▶ **Work request**:
Keep only the lines of the data below that contain "count", and copy them.

▶ **Records**:

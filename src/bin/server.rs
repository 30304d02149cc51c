//! RDT 서버 - Reliable Data Transfer
//!
//! 접속한 클라이언트마다 핸드쉐이크 후 세션 하나를 띄우고,
//! 재조립(복호화)된 메시지를 로그로 출력한다.
//!
//! 사용법:
//!   cargo run --release --bin rdt-server -- [OPTIONS]
//!
//! 예시:
//!   # 기본 실행
//!   cargo run --release --bin rdt-server -- --bind 0.0.0.0:9000
//!
//!   # ACK 20% 손실 시뮬레이션, 윈도우 3
//!   cargo run --release --bin rdt-server -- --window 3 --loss 0.2 --seed 42

use std::net::SocketAddr;
use std::sync::Arc;
use std::time::{Duration, Instant};

use clap::Parser;
use dashmap::DashMap;
use parking_lot::RwLock;
use tokio::net::{TcpListener, TcpStream};
use tracing::{info, warn};
use tracing_subscriber::EnvFilter;

use rdt::framing::{MessageReader, MessageWriter};
use rdt::handshake::server_handshake;
use rdt::{
    Config, CorruptionKind, FaultConfig, FaultInjector, OperationMode, Session, SessionEvent,
    TransportStats, DEFAULT_MAX_MESSAGE_SIZE, DEFAULT_MAX_RETRANSMITS, DEFAULT_TIMEOUT_MS,
    DEFAULT_WINDOW_SIZE,
};

/// 통계 출력 주기
const STATS_INTERVAL: Duration = Duration::from_secs(30);

#[derive(Parser, Debug)]
#[command(name = "rdt-server", version, about = "RDT 서버 - Go-Back-N / Selective Repeat 신뢰성 전송")]
struct Args {
    /// 바인드 주소
    #[arg(short, long, default_value = "0.0.0.0:9000")]
    bind: SocketAddr,

    /// 윈도우 크기 (1~5)
    #[arg(short, long, default_value_t = DEFAULT_WINDOW_SIZE)]
    window: usize,

    /// 재전송 타임아웃 (밀리초)
    #[arg(long, default_value_t = DEFAULT_TIMEOUT_MS)]
    timeout_ms: u64,

    /// 패킷당 최대 재전송 횟수
    #[arg(long, default_value_t = DEFAULT_MAX_RETRANSMITS)]
    max_retransmits: u32,

    /// 서버측 최대 메시지 크기 (문자)
    #[arg(long, default_value_t = DEFAULT_MAX_MESSAGE_SIZE)]
    max_message_size: usize,

    /// 송신 패킷 손실 확률 (0.0~1.0)
    #[arg(long, default_value_t = 0.0)]
    loss: f64,

    /// 송신 패킷 손상 확률 (0.0~1.0)
    #[arg(long, default_value_t = 0.0)]
    corrupt: f64,

    /// 손상 방식 (random, bit_flip, character_change)
    #[arg(long, default_value = "random")]
    error_type: CorruptionKind,

    /// 시뮬레이션 시드
    #[arg(long)]
    seed: Option<u64>,
}

impl Args {
    fn to_config(&self) -> Config {
        Config {
            window_size: self.window,
            timeout_ms: self.timeout_ms,
            max_retransmits: self.max_retransmits,
            max_message_size: self.max_message_size,
            fault: FaultConfig {
                loss_probability: self.loss,
                corruption_probability: self.corrupt,
                corruption: self.error_type,
                seed: self.seed,
            },
            ..Config::default()
        }
    }
}

/// 접속 중인 클라이언트 정보
#[derive(Debug, Clone)]
struct ConnectionInfo {
    connected_at: Instant,
    mode: OperationMode,
    window_size: usize,
    stats: Arc<RwLock<TransportStats>>,
}

type Registry = Arc<DashMap<SocketAddr, ConnectionInfo>>;

#[tokio::main]
async fn main() -> Result<(), Box<dyn std::error::Error>> {
    // 로깅 설정 (RUST_LOG, 기본 info)
    let filter = EnvFilter::try_from_default_env().unwrap_or_else(|_| EnvFilter::new("info"));
    tracing_subscriber::fmt().with_env_filter(filter).init();

    let args = Args::parse();
    let config = args.to_config();
    config.validate()?;

    info!("RDT Server starting...");
    info!("Bind address: {}", args.bind);
    info!("Window size: {}", config.window_size);
    info!("Timeout: {}ms, max retransmits: {}", config.timeout_ms, config.max_retransmits);
    if config.fault.is_active() {
        info!(
            "Fault simulation: loss {:.1}%, corruption {:.1}% ({:?})",
            config.fault.loss_probability * 100.0,
            config.fault.corruption_probability * 100.0,
            config.fault.corruption
        );
    }

    let listener = TcpListener::bind(args.bind).await?;
    info!("Server listening on {}", args.bind);

    let registry: Registry = Arc::new(DashMap::new());

    // 주기적 통계 출력
    let registry_stats = registry.clone();
    tokio::spawn(async move {
        let mut interval = tokio::time::interval(STATS_INTERVAL);
        interval.tick().await;
        loop {
            interval.tick().await;
            info!("Active connections: {}", registry_stats.len());
            for entry in registry_stats.iter() {
                info!(
                    "  [{}] {} window={} up {:.0}s | {}",
                    entry.key(),
                    entry.mode,
                    entry.window_size,
                    entry.connected_at.elapsed().as_secs_f64(),
                    entry.stats.read().summary()
                );
            }
        }
    });

    loop {
        let (stream, addr) = listener.accept().await?;
        info!("Client connected: {}", addr);

        let config = config.clone();
        let registry = registry.clone();
        tokio::spawn(async move {
            if let Err(e) = handle_client(stream, addr, config, registry.clone()).await {
                warn!("[{}] 세션 오류: {}", addr, e);
            }
            registry.remove(&addr);
            info!("Client disconnected: {}", addr);
        });
    }
}

async fn handle_client(
    stream: TcpStream,
    addr: SocketAddr,
    config: Config,
    registry: Registry,
) -> rdt::Result<()> {
    stream.set_nodelay(true)?;
    let (read_half, write_half) = stream.into_split();
    let mut reader = MessageReader::new(read_half);
    let mut writer = MessageWriter::new(write_half);

    let negotiated = server_handshake(&mut reader, &mut writer, &config).await?;
    let params = negotiated.session_params(&config);
    let fault = config
        .fault
        .is_active()
        .then(|| FaultInjector::new(config.fault.clone()));

    let mut handle = Session::spawn(reader, writer, params, negotiated.cipher, fault);

    registry.insert(
        addr,
        ConnectionInfo {
            connected_at: Instant::now(),
            mode: params.mode,
            window_size: params.window_size,
            stats: handle.shared_stats(),
        },
    );

    while let Some(event) = handle.next_event().await {
        match event {
            SessionEvent::Message(text) => {
                info!("[{}] 메시지 ({}자): {}", addr, text.chars().count(), text);
            }
            SessionEvent::Failed(reason) => warn!("[{}] 세션 실패: {}", addr, reason),
            SessionEvent::Closed => info!("[{}] 세션 정상 종료", addr),
        }
    }

    handle.join().await?;
    info!("[{}] {}", addr, handle.stats().summary());
    Ok(())
}
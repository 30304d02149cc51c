//! 수신 버퍼 (수신측)
//!
//! - Go-Back-N: 기대 시퀀스 하나만 수락, 나머지는 버리고 중복 ACK
//! - Selective Repeat: 수신 윈도우 안의 패킷은 모두 ACK 후 버퍼링,
//!   base부터 연속된 구간이 채워지면 순서대로 전달

use std::collections::VecDeque;

use tracing::{debug, warn};

use crate::config::{OperationMode, SessionParams};
use crate::packet::{ErrorCode, Packet};
use crate::sequence::SeqNum;

/// 상위 계층으로 전달된 청크
#[derive(Debug, Clone, PartialEq, Eq)]
pub struct Delivered {
    pub sequence: SeqNum,
    pub payload: String,
    pub is_final: bool,
}

/// DATA 패킷 하나를 처리한 결과
#[derive(Debug, Default)]
pub struct ReceiveOutcome {
    /// 송신측으로 돌려보낼 ACK/NACK
    pub reply: Option<Packet>,

    /// 순서대로 전달할 청크
    pub delivered: Vec<Delivered>,
}

impl ReceiveOutcome {
    fn reply(packet: Packet) -> Self {
        Self {
            reply: Some(packet),
            delivered: Vec::new(),
        }
    }
}

/// 수신 버퍼
#[derive(Debug)]
pub struct ReceiveBuffer {
    mode: OperationMode,
    window_size: usize,

    /// Go-Back-N: 기대 시퀀스 / Selective Repeat: 수신 윈도우 base
    expected: SeqNum,

    /// Selective Repeat 버퍼 (index = base와의 거리, 길이 = window_size)
    slots: VecDeque<Option<Delivered>>,

    duplicates: u64,
    checksum_errors: u64,
}

impl ReceiveBuffer {
    pub fn new(params: &SessionParams) -> Self {
        let window_size = params.window_size.max(1);
        let slots = match params.mode {
            OperationMode::GoBackN => VecDeque::new(),
            OperationMode::SelectiveRepeat => (0..window_size).map(|_| None).collect(),
        };

        Self {
            mode: params.mode,
            window_size,
            expected: SeqNum::ZERO,
            slots,
            duplicates: 0,
            checksum_errors: 0,
        }
    }

    /// 시작 시퀀스 지정
    pub fn with_initial_sequence(mut self, seq: SeqNum) -> Self {
        self.expected = seq;
        self
    }

    /// 다음에 순서대로 전달될 시퀀스
    pub fn expected(&self) -> SeqNum {
        self.expected
    }

    /// 순서가 어긋나 보관 중인 청크 수 (Go-Back-N은 항상 0)
    pub fn buffered(&self) -> usize {
        self.slots.iter().filter(|s| s.is_some()).count()
    }

    pub fn duplicates(&self) -> u64 {
        self.duplicates
    }

    pub fn checksum_errors(&self) -> u64 {
        self.checksum_errors
    }

    /// DATA 패킷 처리
    pub fn on_packet(&mut self, packet: Packet) -> ReceiveOutcome {
        match self.mode {
            OperationMode::GoBackN => self.on_packet_gbn(packet),
            OperationMode::SelectiveRepeat => self.on_packet_sr(packet),
        }
    }

    fn on_packet_gbn(&mut self, packet: Packet) -> ReceiveOutcome {
        let seq = packet.sequence();

        if !packet.verify() {
            self.checksum_errors += 1;
            warn!("체크섬 오류: Seq: {} (expected {})", seq, self.expected);
            return ReceiveOutcome::reply(Packet::nack(self.expected, ErrorCode::ChecksumError));
        }

        if seq != self.expected {
            // 순서가 어긋나거나 이미 받은 패킷, 마지막 정상 수신 시퀀스를 다시 ACK
            self.duplicates += 1;
            debug!("순서 불일치 폐기: Seq: {} (expected {})", seq, self.expected);
            return ReceiveOutcome::reply(Packet::ack(self.expected.prev()));
        }

        self.expected = seq.next();
        let is_final = packet.is_final();
        ReceiveOutcome {
            reply: Some(Packet::ack(seq)),
            delivered: vec![Delivered {
                sequence: seq,
                payload: packet.payload().to_string(),
                is_final,
            }],
        }
    }

    fn on_packet_sr(&mut self, packet: Packet) -> ReceiveOutcome {
        let seq = packet.sequence();

        if !packet.verify() {
            self.checksum_errors += 1;
            warn!("체크섬 오류: Seq: {}", seq);
            return ReceiveOutcome::reply(Packet::nack(seq, ErrorCode::ChecksumError));
        }

        let ahead = self.expected.distance_to(seq);
        if ahead < self.window_size {
            let slot = &mut self.slots[ahead];
            if slot.is_some() {
                self.duplicates += 1;
            } else {
                *slot = Some(Delivered {
                    sequence: seq,
                    payload: packet.payload().to_string(),
                    is_final: packet.is_final(),
                });
            }

            return ReceiveOutcome {
                reply: Some(Packet::ack(seq)),
                delivered: self.drain_contiguous(),
            };
        }

        let behind = seq.distance_to(self.expected);
        if (1..=self.window_size).contains(&behind) {
            // 이미 전달된 패킷, ACK가 유실됐을 수 있으므로 다시 ACK
            self.duplicates += 1;
            debug!("중복 수신: Seq: {} (base {})", seq, self.expected);
            return ReceiveOutcome::reply(Packet::ack(seq));
        }

        if self.expected.precedes(seq) {
            warn!("수신 윈도우 초과: Seq: {} (base {})", seq, self.expected);
            return ReceiveOutcome::reply(Packet::nack(seq, ErrorCode::WindowOverflow));
        }

        debug!("오래된 중복 폐기: Seq: {}", seq);
        ReceiveOutcome::default()
    }

    fn drain_contiguous(&mut self) -> Vec<Delivered> {
        let mut delivered = Vec::new();
        while let Some(Some(_)) = self.slots.front() {
            if let Some(Some(chunk)) = self.slots.pop_front() {
                delivered.push(chunk);
            }
            self.slots.push_back(None);
            self.expected = self.expected.next();
        }
        delivered
    }
}

#[cfg(test)]
mod tests {
    use super::*;
    use crate::packet::{PacketKind, PacketMetadata};

    fn buffer(mode: OperationMode, window_size: usize) -> ReceiveBuffer {
        let params = SessionParams::default()
            .with_mode(mode)
            .with_window_size(window_size);
        ReceiveBuffer::new(&params)
    }

    fn data(seq: u16, payload: &str) -> Packet {
        Packet::data(SeqNum::new(seq), payload, false)
    }

    fn corrupted(seq: u16) -> Packet {
        let good = data(seq, "abcd");
        Packet::from_parts(
            good.sequence(),
            "abce".into(),
            good.checksum(),
            PacketKind::Data,
            PacketMetadata::default(),
        )
    }

    fn payloads(outcome: &ReceiveOutcome) -> Vec<&str> {
        outcome.delivered.iter().map(|d| d.payload.as_str()).collect()
    }

    #[test]
    fn test_gbn_in_order_delivery() {
        let mut rx = buffer(OperationMode::GoBackN, 5);

        let outcome = rx.on_packet(data(0, "Esta"));
        assert_eq!(payloads(&outcome), vec!["Esta"]);
        assert_eq!(outcome.reply, Some(Packet::ack(SeqNum::new(0))));
        assert_eq!(rx.expected(), SeqNum::new(1));
    }

    #[test]
    fn test_gbn_out_of_order_sends_duplicate_ack() {
        let mut rx = buffer(OperationMode::GoBackN, 5);
        rx.on_packet(data(0, "a"));

        let outcome = rx.on_packet(data(2, "c"));
        assert!(outcome.delivered.is_empty());
        assert_eq!(outcome.reply, Some(Packet::ack(SeqNum::new(0))));
        assert_eq!(rx.buffered(), 0);
    }

    #[test]
    fn test_gbn_duplicate_is_not_redelivered() {
        let mut rx = buffer(OperationMode::GoBackN, 5);
        rx.on_packet(data(0, "a"));

        let outcome = rx.on_packet(data(0, "a"));
        assert!(outcome.delivered.is_empty());
        assert_eq!(outcome.reply.map(|p| p.kind()), Some(PacketKind::Ack));
        assert_eq!(rx.duplicates(), 1);
    }

    #[test]
    fn test_gbn_corruption_nacks_expected() {
        let mut rx = buffer(OperationMode::GoBackN, 5);
        rx.on_packet(data(0, "a"));

        let outcome = rx.on_packet(corrupted(1));
        assert_eq!(
            outcome.reply,
            Some(Packet::nack(SeqNum::new(1), ErrorCode::ChecksumError))
        );
        assert_eq!(rx.expected(), SeqNum::new(1));
        assert_eq!(rx.checksum_errors(), 1);
    }

    #[test]
    fn test_sr_gap_fill_in_order() {
        let mut rx = buffer(OperationMode::SelectiveRepeat, 4);

        let outcome = rx.on_packet(data(1, "1"));
        assert!(outcome.delivered.is_empty());
        assert_eq!(outcome.reply, Some(Packet::ack(SeqNum::new(1))));
        rx.on_packet(data(3, "3"));
        assert_eq!(rx.buffered(), 2);

        let outcome = rx.on_packet(data(0, "0"));
        assert_eq!(payloads(&outcome), vec!["0", "1"]);

        let outcome = rx.on_packet(data(2, "2"));
        assert_eq!(payloads(&outcome), vec!["2", "3"]);
        assert_eq!(rx.expected(), SeqNum::new(4));
        assert_eq!(rx.buffered(), 0);
    }

    #[test]
    fn test_sr_duplicate_buffered_is_noop() {
        let mut rx = buffer(OperationMode::SelectiveRepeat, 4);
        rx.on_packet(data(2, "x"));

        let outcome = rx.on_packet(data(2, "x"));
        assert!(outcome.delivered.is_empty());
        assert_eq!(outcome.reply, Some(Packet::ack(SeqNum::new(2))));
        assert_eq!(rx.buffered(), 1);
        assert_eq!(rx.duplicates(), 1);
    }

    #[test]
    fn test_sr_delivered_duplicate_is_reacked() {
        let mut rx = buffer(OperationMode::SelectiveRepeat, 4);
        rx.on_packet(data(0, "a"));

        let outcome = rx.on_packet(data(0, "a"));
        assert!(outcome.delivered.is_empty());
        assert_eq!(outcome.reply, Some(Packet::ack(SeqNum::new(0))));
    }

    #[test]
    fn test_sr_ahead_of_window_overflows() {
        let mut rx = buffer(OperationMode::SelectiveRepeat, 4);

        let outcome = rx.on_packet(data(4, "x"));
        assert_eq!(
            outcome.reply,
            Some(Packet::nack(SeqNum::new(4), ErrorCode::WindowOverflow))
        );
        assert_eq!(rx.buffered(), 0);
    }

    #[test]
    fn test_sr_stale_packet_silently_discarded() {
        let mut rx = buffer(OperationMode::SelectiveRepeat, 4)
            .with_initial_sequence(SeqNum::new(100));

        let outcome = rx.on_packet(data(10, "old"));
        assert!(outcome.reply.is_none());
        assert!(outcome.delivered.is_empty());
    }

    #[test]
    fn test_sr_corruption_nacks_received_sequence() {
        let mut rx = buffer(OperationMode::SelectiveRepeat, 4);
        let outcome = rx.on_packet(corrupted(2));
        assert_eq!(
            outcome.reply,
            Some(Packet::nack(SeqNum::new(2), ErrorCode::ChecksumError))
        );
    }

    #[test]
    fn test_sr_window_wraps() {
        let mut rx = buffer(OperationMode::SelectiveRepeat, 3)
            .with_initial_sequence(SeqNum::new(998));

        rx.on_packet(data(0, "c"));
        rx.on_packet(data(999, "b"));
        let outcome = rx.on_packet(data(998, "a"));
        assert_eq!(payloads(&outcome), vec!["a", "b", "c"]);
        assert_eq!(rx.expected(), SeqNum::new(1));
    }
}
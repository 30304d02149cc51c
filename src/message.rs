//! 프로토콜 메시지 정의
//!
//! 바이트 스트림 위에서 주고받는 레코드. JSON 한 줄이 메시지 하나이며,
//! 없는 메타데이터 키는 직렬화하지 않는다.

use std::time::{SystemTime, UNIX_EPOCH};

use bytes::Bytes;
use serde::{Deserialize, Serialize};

use crate::checksum;
use crate::config::OperationMode;
use crate::packet::{ErrorCode, Packet, PacketKind, PacketMetadata};
use crate::sequence::SeqNum;
use crate::{Error, Result};

/// 메시지 타입
#[derive(Debug, Clone, Copy, PartialEq, Eq, Serialize, Deserialize)]
#[serde(rename_all = "SCREAMING_SNAKE_CASE")]
pub enum MessageType {
    /// 데이터 청크
    Data,

    /// 확인 응답
    Ack,

    /// 부정 응답 (손상/범위 초과)
    Nack,

    /// 연결 초기화 요청 (클라이언트 → 서버)
    HandshakeReq,

    /// 연결 초기화 응답
    HandshakeResp,

    /// 윈도우 크기 알림 (세션 중에는 무시)
    WindowUpdate,

    /// 오류 보고
    Error,

    /// 송신 종료
    Finish,
}

/// 메시지 부가 정보
#[derive(Debug, Clone, Default, PartialEq, Eq, Serialize, Deserialize)]
pub struct Metadata {
    #[serde(default, skip_serializing_if = "Option::is_none")]
    pub is_final: Option<bool>,

    #[serde(default, skip_serializing_if = "Option::is_none")]
    pub error_code: Option<ErrorCode>,

    #[serde(default, skip_serializing_if = "Option::is_none")]
    pub max_message_size: Option<usize>,

    #[serde(default, skip_serializing_if = "Option::is_none")]
    pub operation_mode: Option<OperationMode>,

    #[serde(default, skip_serializing_if = "Option::is_none")]
    pub accepted: Option<bool>,

    #[serde(default, skip_serializing_if = "Option::is_none")]
    pub error_message: Option<String>,

    #[serde(default, skip_serializing_if = "Option::is_none")]
    pub encryption_enabled: Option<bool>,

    /// X25519 공개키 (hex)
    #[serde(default, skip_serializing_if = "Option::is_none")]
    pub public_key: Option<String>,
}

/// 와이어 레코드
#[derive(Debug, Clone, PartialEq, Serialize, Deserialize)]
pub struct ProtocolMessage {
    #[serde(rename = "type")]
    pub msg_type: MessageType,

    /// 검증 전 원시 값 (범위 검사는 [`ProtocolMessage::into_packet`])
    pub sequence: u64,

    #[serde(default)]
    pub payload: String,

    pub checksum: u32,

    #[serde(default)]
    pub window_size: usize,

    #[serde(default)]
    pub metadata: Metadata,

    /// UNIX epoch 기준 초
    #[serde(default)]
    pub timestamp: f64,
}

impl ProtocolMessage {
    /// 빈 제어 메시지
    pub fn new(msg_type: MessageType) -> Self {
        Self {
            msg_type,
            sequence: 0,
            payload: String::new(),
            checksum: checksum::compute(&[]),
            window_size: 0,
            metadata: Metadata::default(),
            timestamp: now(),
        }
    }

    /// 전송 패킷을 레코드로
    pub fn from_packet(packet: &Packet, window_size: usize) -> Self {
        let msg_type = match packet.kind() {
            PacketKind::Data => MessageType::Data,
            PacketKind::Ack => MessageType::Ack,
            PacketKind::Nack => MessageType::Nack,
        };
        let metadata = Metadata {
            is_final: (packet.kind() == PacketKind::Data).then_some(packet.is_final()),
            error_code: packet.error_code(),
            ..Metadata::default()
        };

        Self {
            msg_type,
            sequence: u64::from(packet.sequence().value()),
            payload: packet.payload().to_string(),
            checksum: packet.checksum(),
            window_size,
            metadata,
            timestamp: now(),
        }
    }

    pub fn handshake_request(
        max_message_size: usize,
        operation_mode: OperationMode,
        public_key: Option<String>,
    ) -> Self {
        let mut msg = Self::new(MessageType::HandshakeReq);
        msg.metadata = Metadata {
            max_message_size: Some(max_message_size),
            operation_mode: Some(operation_mode),
            encryption_enabled: Some(public_key.is_some()),
            public_key,
            ..Metadata::default()
        };
        msg
    }

    pub fn handshake_accept(
        window_size: usize,
        operation_mode: OperationMode,
        public_key: Option<String>,
    ) -> Self {
        let mut msg = Self::new(MessageType::HandshakeResp);
        msg.window_size = window_size;
        msg.metadata = Metadata {
            accepted: Some(true),
            operation_mode: Some(operation_mode),
            encryption_enabled: Some(public_key.is_some()),
            public_key,
            ..Metadata::default()
        };
        msg
    }

    pub fn handshake_reject(reason: impl Into<String>) -> Self {
        let mut msg = Self::new(MessageType::HandshakeResp);
        msg.metadata = Metadata {
            accepted: Some(false),
            error_message: Some(reason.into()),
            ..Metadata::default()
        };
        msg
    }

    pub fn finish() -> Self {
        Self::new(MessageType::Finish)
    }

    pub fn error(error_code: ErrorCode, message: impl Into<String>) -> Self {
        let mut msg = Self::new(MessageType::Error);
        msg.metadata = Metadata {
            error_code: Some(error_code),
            error_message: Some(message.into()),
            ..Metadata::default()
        };
        msg
    }

    pub fn window_update(window_size: usize) -> Self {
        let mut msg = Self::new(MessageType::WindowUpdate);
        msg.window_size = window_size;
        msg
    }

    /// 전송 패킷으로 변환
    ///
    /// DATA/ACK/NACK만 가능하고, 시퀀스가 범위를 벗어나면 프로토콜 위반.
    pub fn into_packet(self) -> Result<Packet> {
        let kind = match self.msg_type {
            MessageType::Data => PacketKind::Data,
            MessageType::Ack => PacketKind::Ack,
            MessageType::Nack => PacketKind::Nack,
            other => {
                return Err(Error::ProtocolViolation(format!(
                    "전송 패킷이 아님: {:?}",
                    other
                )))
            }
        };
        let sequence = SeqNum::checked(self.sequence).ok_or_else(|| {
            Error::ProtocolViolation(format!("시퀀스 범위 초과: {}", self.sequence))
        })?;

        Ok(Packet::from_parts(
            sequence,
            self.payload,
            self.checksum,
            kind,
            PacketMetadata {
                is_final: self.metadata.is_final.unwrap_or(false),
                error_code: self.metadata.error_code,
            },
        ))
    }

    /// 줄 단위 프레임 (JSON + '\n')
    pub fn to_bytes(&self) -> Result<Bytes> {
        let mut buf = serde_json::to_vec(self)?;
        buf.push(b'\n');
        Ok(Bytes::from(buf))
    }

    /// 프레임 하나 파싱 (끝의 개행은 있어도 없어도 됨)
    pub fn from_slice(line: &[u8]) -> Result<Self> {
        Ok(serde_json::from_slice(line)?)
    }
}

fn now() -> f64 {
    SystemTime::now()
        .duration_since(UNIX_EPOCH)
        .map(|d| d.as_secs_f64())
        .unwrap_or(0.0)
}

▶ **Written response**:
                info!("[{}] 메시지 ({}자): {}", addr, text.chars().count(), text);
        self.slots.iter().filter(|s| s.is_some()).count()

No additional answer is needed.